So she felt like she 'wasn't supposed' to do that 'complete immersion' think
that you (and I!) like so much.

------
chris_st
I think this shows, to me, why I like Michael Dirda's book reviews for the
Washington Post so much.

He understands the criticism ("mind" part, I guess) of literature, and can
help me understand that side of things.

But he _loves_ a good book, and can really communicate that "full body" sense
of how wonderful reading can be, when you really lose yourself in a good book.

Gee, maybe I should tell him that I appreciate his work :-)

------
mcguire
In _The Bestseller Code_ , Archer and Jockers touch on this to explain why
literary criticism is out of touch with popular reading. They mention _Uses of
Literature_ by Rita Felski as as a "manifesto" of sorts about how criticism
could take it more seriously.

I haven't completed it, but the sample from Amazon looks promising.

------
xherberta
Some take-aways and wonderings:

Margery Kempe (circa 1550) was long dismissed/diagnosed with various mental
illnesses.
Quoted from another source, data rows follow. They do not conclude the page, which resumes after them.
// ============================================================================
// Engine Configuration
// ============================================================================

use thiserror::Error;

#[cfg(feature = "serde")]
use serde::{Deserialize, Serialize};

/// Instrument traded when nothing else is configured
pub const DEFAULT_INSTRUMENT: &str = "BTC/USDC";

#[derive(Debug, Clone, PartialEq, Eq, Error)]
pub enum ConfigError {
    #[error("instrument cannot be empty")]
    EmptyInstrument,
    #[error("instrument {0:?} has leading or trailing whitespace")]
    PaddedInstrument(String),
}

/// Configuration for one matching engine (one instrument, one book)
#[derive(Debug, Clone, PartialEq, Eq)]
#[cfg_attr(feature = "serde", derive(Serialize, Deserialize))]
#[cfg_attr(feature = "serde", serde(default))]
pub struct EngineConfig {
    /// The only `pair` value accepted by validation (e.g. "BTC/USDC")
    pub instrument: String,

    /// Initial capacity reserved for the trade log
    pub trade_log_capacity: usize,
}

impl EngineConfig {
    pub fn new(instrument: impl Into<String>) -> Self {
        Self {
            instrument: instrument.into(),
            trade_log_capacity: 0,
        }
    }

    /// Builder method: reserve room for an expected number of trades
    pub fn with_trade_log_capacity(mut self, capacity: usize) -> Self {
        self.trade_log_capacity = capacity;
        self
    }

    pub fn validate(&self) -> Result<(), ConfigError> {
        if self.instrument.is_empty() {
            return Err(ConfigError::EmptyInstrument);
        }
        if self.instrument.trim() != self.instrument {
            return Err(ConfigError::PaddedInstrument(self.instrument.clone()));
        }
        Ok(())
    }
}

impl Default for EngineConfig {
    fn default() -> Self {
        Self::new(DEFAULT_INSTRUMENT)
    }
}
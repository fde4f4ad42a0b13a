// ============================================================================
// Interfaces Module
// Seams between the engine and its collaborators
// ============================================================================

mod event_handler;
mod matching_algorithm;
mod validator;

pub use event_handler::{
    EventHandler, LoggingEventHandler, NoOpEventHandler, OrderEvent, RecordingEventHandler,
};
pub use matching_algorithm::{Aggressor, MatchingAlgorithm};
pub use validator::OrderValidator;
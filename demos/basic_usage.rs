// ============================================================================
// Basic Usage Example
// ============================================================================

use spot_matcher::prelude::*;
use std::sync::Arc;

const PAIR: &str = "BTC/USDC";

fn main() {
    println!("=== Spot Matcher Example ===\n");

    let recorder = Arc::new(RecordingEventHandler::new());
    let mut engine = MatchingEngineBuilder::new(PAIR)
        .with_event_handler(recorder.clone())
        .build()
        .expect("valid configuration");

    println!("Created matching engine for {}\n", engine.instrument());

    // Add sell orders at different prices
    println!("Adding sell orders...");
    for i in 0u32..5 {
        let sell = Order::create(
            format!("seller_{}", i),
            format!("acc_s{}", i),
            Side::Sell,
            "1",
            (50000 + i * 100).to_string(),
            PAIR,
        );
        engine.process_order(&sell).expect("valid order");
    }

    // Add buy orders
    println!("Adding buy orders...");
    for i in 0u32..5 {
        let buy = Order::create(
            format!("buyer_{}", i),
            format!("acc_b{}", i),
            Side::Buy,
            "1",
            (49900 - i * 100).to_string(),
            PAIR,
        );
        engine.process_order(&buy).expect("valid order");
    }

    println!("\n=== Market Depth ===");
    let depth = engine.depth(5);

    println!("\nBids:");
    for (price, qty) in &depth.bids {
        println!("  {} @ {}", qty, price);
    }

    println!("\nAsks:");
    for (price, qty) in &depth.asks {
        println!("  {} @ {}", qty, price);
    }

    println!("\nSpread: {:?}", engine.spread().map(|s| s.to_string()));

    // Aggressive buy that crosses the first three ask levels
    println!("\n=== Submitting Crossing Order ===");
    let crossing_buy = Order::create("taker", "acc_t", Side::Buy, "2.5", "50200", PAIR);
    let outcome = engine.process_order(&crossing_buy).expect("valid order");

    for trade in outcome.trades() {
        println!(
            "  Trade {}: buy {} / sell {} {} @ {}",
            trade.trade_id, trade.buy_order_id, trade.sell_order_id, trade.amount, trade.price
        );
    }

    // Cancel a resting order, then one that does not exist
    println!("\n=== Deleting Orders ===");
    let delete = Order::delete("buyer_4", "acc_b4", Side::Buy, "1", "49500", PAIR);
    println!("  buyer_4: {:?}", engine.process_order(&delete).map(|o| o.is_noop()));
    let delete = Order::delete("ghost", "acc_x", Side::Buy, "1", "49500", PAIR);
    println!("  ghost:   {:?}", engine.process_order(&delete).map(|o| o.is_noop()));

    // A rejected order leaves the book untouched
    let bad = Order::create("bad", "acc_x", Side::Sell, "-0.0023", "50000", PAIR);
    if let Err(err) = engine.process_order(&bad) {
        println!("\nRejected: {}", err);
    }

    println!("\n=== Final Order Book ===");
    let book = engine.snapshot();
    println!("Buys: {} orders", book.buys.len());
    println!("Sells: {} orders", book.sells.len());
    println!("Trades: {}", engine.trades().len());
    println!("Events recorded: {}", recorder.events().len());
}
// ============================================================================
// Order Validator Interface
// Gatekeeper consulted before any state mutation
// ============================================================================

use crate::domain::{Order, ValidOrder, ValidationError};

/// Turns an untrusted [`Order`] into a [`ValidOrder`] or explains why not.
///
/// Implementations must be pure: the engine calls this before touching the
/// book, so a rejection guarantees nothing was mutated.
pub trait OrderValidator: Send + Sync {
    fn validate(&self, order: &Order) -> Result<ValidOrder, ValidationError>;

    /// The instrument this validator accepts
    fn instrument(&self) -> &str;
}
// ============================================================================
// Domain Models Module
// Orders, the resting book, trades and engine configuration
// ============================================================================

pub mod config;
pub mod order;
pub mod order_book;
pub mod trade;
pub mod validation;

pub use config::{ConfigError, EngineConfig, DEFAULT_INSTRUMENT};
pub use order::{CancelRequest, NewOrder, OperationType, Order, Side, ValidOrder};
pub use order_book::{
    BookEntry, BookError, BookSide, MakerFill, MarketDepth, OrderBookSnapshot, PriceLevel,
};
pub use trade::{Trade, TradeId, TradeIdSequencer};
pub use validation::{ValidationError, ValidationErrorKind};
// ============================================================================
// Order Book Domain Model
// ============================================================================

use crate::numeric::{NumericResult, Price, Quantity};
use std::collections::{BTreeMap, HashMap, VecDeque};
use thiserror::Error;

use super::Side;

#[cfg(feature = "serde")]
use serde::{Deserialize, Serialize};

// ============================================================================
// Resting Entry
// ============================================================================

/// A resting order: what is left of a CREATE after matching
#[derive(Debug, Clone, PartialEq, Eq)]
#[cfg_attr(feature = "serde", derive(Serialize, Deserialize))]
pub struct BookEntry {
    pub order_id: String,
    pub account_id: String,
    /// Remaining amount, strictly positive while resting
    pub amount: Quantity,
    pub limit_price: Price,
    pub side: Side,
    /// Engine insertion sequence, used only for ordering
    pub timestamp: u64,
}

/// What happened to the best resting order during one fill
#[derive(Debug, Clone, PartialEq, Eq)]
pub struct MakerFill {
    pub order_id: String,
    pub account_id: String,
    pub limit_price: Price,
    pub filled: Quantity,
    pub remaining: Quantity,
}

impl MakerFill {
    pub fn is_complete(&self) -> bool {
        self.remaining.is_zero()
    }
}

#[derive(Debug, Clone, PartialEq, Eq, Error)]
pub enum BookError {
    #[error("order {0} has a non-positive amount and cannot rest")]
    NonPositiveAmount(String),
    #[error("order {order_id} is already resting on the {side} side")]
    DuplicateOrderId { order_id: String, side: Side },
    #[error("order {order_id} is a {actual} order and cannot rest on the {expected} side")]
    WrongSide {
        order_id: String,
        expected: Side,
        actual: Side,
    },
}

// ============================================================================
// Price Level
// ============================================================================

/// FIFO queue of resting orders sharing one limit price
#[derive(Debug, Clone)]
pub struct PriceLevel {
    pub price: Price,
    orders: VecDeque<BookEntry>,
}

impl PriceLevel {
    pub fn new(price: Price) -> Self {
        Self {
            price,
            orders: VecDeque::new(),
        }
    }

    fn push_back(&mut self, entry: BookEntry) {
        self.orders.push_back(entry);
    }

    fn remove(&mut self, order_id: &str) -> Option<BookEntry> {
        let position = self.orders.iter().position(|e| e.order_id == order_id)?;
        self.orders.remove(position)
    }

    /// Sum of the resting amounts. Each amount is in range on its own, but
    /// a crowded level can add up past `Quantity::MAX`.
    pub fn total_quantity(&self) -> NumericResult<Quantity> {
        Quantity::checked_sum(self.orders.iter().map(|e| e.amount))
    }

    pub fn len(&self) -> usize {
        self.orders.len()
    }

    pub fn is_empty(&self) -> bool {
        self.orders.is_empty()
    }

    /// Entries in time priority
    pub fn iter(&self) -> impl Iterator<Item = &BookEntry> {
        self.orders.iter()
    }

    pub fn front(&self) -> Option<&BookEntry> {
        self.orders.front()
    }
}

// ============================================================================
// Order Book Side
// ============================================================================

/// One side of the book (bids or asks).
///
/// Levels live in a `BTreeMap` keyed by price; bids are read from the high
/// end, asks from the low end. Within a level orders are strictly FIFO, and
/// because insertion sequence only grows, FIFO is timestamp ascending.
#[derive(Debug, Clone)]
pub struct BookSide {
    side: Side,
    levels: BTreeMap<Price, PriceLevel>,
    /// order_id -> price of the level holding it
    index: HashMap<String, Price>,
}

impl BookSide {
    pub fn new(side: Side) -> Self {
        Self {
            side,
            levels: BTreeMap::new(),
            index: HashMap::new(),
        }
    }

    pub fn side(&self) -> Side {
        self.side
    }

    /// Rest an entry behind every order already at its price.
    pub fn insert(&mut self, entry: BookEntry) -> Result<(), BookError> {
        if entry.side != self.side {
            return Err(BookError::WrongSide {
                order_id: entry.order_id,
                expected: self.side,
                actual: entry.side,
            });
        }
        if !entry.amount.is_positive() {
            return Err(BookError::NonPositiveAmount(entry.order_id));
        }
        if self.index.contains_key(&entry.order_id) {
            return Err(BookError::DuplicateOrderId {
                order_id: entry.order_id,
                side: self.side,
            });
        }

        let price = entry.limit_price;
        self.index.insert(entry.order_id.clone(), price);
        self.levels
            .entry(price)
            .or_insert_with(|| PriceLevel::new(price))
            .push_back(entry);
        Ok(())
    }

    /// Remove a resting order. `None` means there was nothing to remove.
    pub fn remove(&mut self, order_id: &str) -> Option<BookEntry> {
        let price = self.index.remove(order_id)?;
        let level = self.levels.get_mut(&price)?;
        let entry = level.remove(order_id);
        if level.is_empty() {
            self.levels.remove(&price);
        }
        entry
    }

    pub fn contains(&self, order_id: &str) -> bool {
        self.index.contains_key(order_id)
    }

    pub fn get(&self, order_id: &str) -> Option<&BookEntry> {
        let price = self.index.get(order_id)?;
        self.levels
            .get(price)?
            .iter()
            .find(|e| e.order_id == order_id)
    }

    /// Number of resting orders
    pub fn len(&self) -> usize {
        self.index.len()
    }

    pub fn is_empty(&self) -> bool {
        self.index.is_empty()
    }

    pub fn best_level(&self) -> Option<&PriceLevel> {
        match self.side {
            Side::Buy => self.levels.values().next_back(),
            Side::Sell => self.levels.values().next(),
        }
    }

    /// Top-of-book price
    pub fn best_price(&self) -> Option<Price> {
        self.best_level().map(|level| level.price)
    }

    /// The order that would trade first
    pub fn best(&self) -> Option<&BookEntry> {
        self.best_level().and_then(PriceLevel::front)
    }

    /// Levels from best to worst price
    pub fn levels(&self) -> Box<dyn Iterator<Item = &PriceLevel> + '_> {
        match self.side {
            Side::Buy => Box::new(self.levels.values().rev()),
            Side::Sell => Box::new(self.levels.values()),
        }
    }

    /// Every resting entry in full price-time priority
    pub fn iter(&self) -> impl Iterator<Item = &BookEntry> + '_ {
        self.levels().flat_map(|level| level.iter())
    }

    /// Execute `quantity` against the best order. The order is removed as
    /// soon as it reaches zero. `quantity` is clamped to what the order has.
    pub fn fill_best(&mut self, quantity: Quantity) -> Option<MakerFill> {
        if !quantity.is_positive() {
            return None;
        }

        let mut best = match self.side {
            Side::Buy => self.levels.last_entry()?,
            Side::Sell => self.levels.first_entry()?,
        };
        let level = best.get_mut();
        let maker = level.orders.front_mut()?;

        // filled <= maker.amount, so the subtraction never leaves [0, amount]
        let filled = quantity.min(maker.amount);
        maker.amount = maker.amount.saturating_sub(filled);
        let fill = MakerFill {
            order_id: maker.order_id.clone(),
            account_id: maker.account_id.clone(),
            limit_price: maker.limit_price,
            filled,
            remaining: maker.amount,
        };

        if fill.is_complete() {
            level.orders.pop_front();
            if level.is_empty() {
                best.remove();
            }
            self.index.remove(&fill.order_id);
        }

        Some(fill)
    }

    /// Aggregated (price, quantity) for the best `num_levels` levels.
    /// A level whose total does not fit is reported as `Quantity::MAX`.
    pub fn get_depth(&self, num_levels: usize) -> Vec<(Price, Quantity)> {
        self.levels()
            .take(num_levels)
            .map(|level| (level.price, level.total_quantity().unwrap_or(Quantity::MAX)))
            .collect()
    }

    /// Total resting amount on this side
    pub fn total_quantity(&self) -> NumericResult<Quantity> {
        Quantity::checked_sum(self.iter().map(|e| e.amount))
    }
}

// ============================================================================
// Snapshots
// ============================================================================

/// Read-only copy of both sides, entries in priority order
#[derive(Debug, Clone, Default, PartialEq, Eq)]
#[cfg_attr(feature = "serde", derive(Serialize, Deserialize))]
pub struct OrderBookSnapshot {
    pub buys: Vec<BookEntry>,
    pub sells: Vec<BookEntry>,
}

impl OrderBookSnapshot {
    pub fn capture(buys: &BookSide, sells: &BookSide) -> Self {
        Self {
            buys: buys.iter().cloned().collect(),
            sells: sells.iter().cloned().collect(),
        }
    }

    pub fn best_bid(&self) -> Option<Price> {
        self.buys.first().map(|e| e.limit_price)
    }

    pub fn best_ask(&self) -> Option<Price> {
        self.sells.first().map(|e| e.limit_price)
    }

    /// Ask minus bid, when both sides are present
    pub fn spread(&self) -> Option<Price> {
        match (self.best_bid(), self.best_ask()) {
            (Some(bid), Some(ask)) => ask.checked_sub(bid).ok(),
            _ => None,
        }
    }

    pub fn is_empty(&self) -> bool {
        self.buys.is_empty() && self.sells.is_empty()
    }
}

/// Aggregated price levels (price, total quantity), best first
#[derive(Debug, Clone, Default, PartialEq, Eq)]
#[cfg_attr(feature = "serde", derive(Serialize, Deserialize))]
pub struct MarketDepth {
    pub bids: Vec<(Price, Quantity)>,
    pub asks: Vec<(Price, Quantity)>,
}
Nowadays, (with maybe more seeking than ever for psychidelic
experiences) it seems she had something interesting to say.

If you like to read and are heading to grad school, be careful not to lose the
joy.

Probably people of all descriptions could enjoy a shift away from how hetero
romances dominate mainstream storytelling.

On the plus side, it sounds like there's starting to be more of a place at the
serious/critical table for people interested in exploring the bodily delights
of reading.

How would it upend "religion" if more people went to the bible and other
"serious" texts looking more for visceral, bodily feeling rather than
doctrine/dry facts?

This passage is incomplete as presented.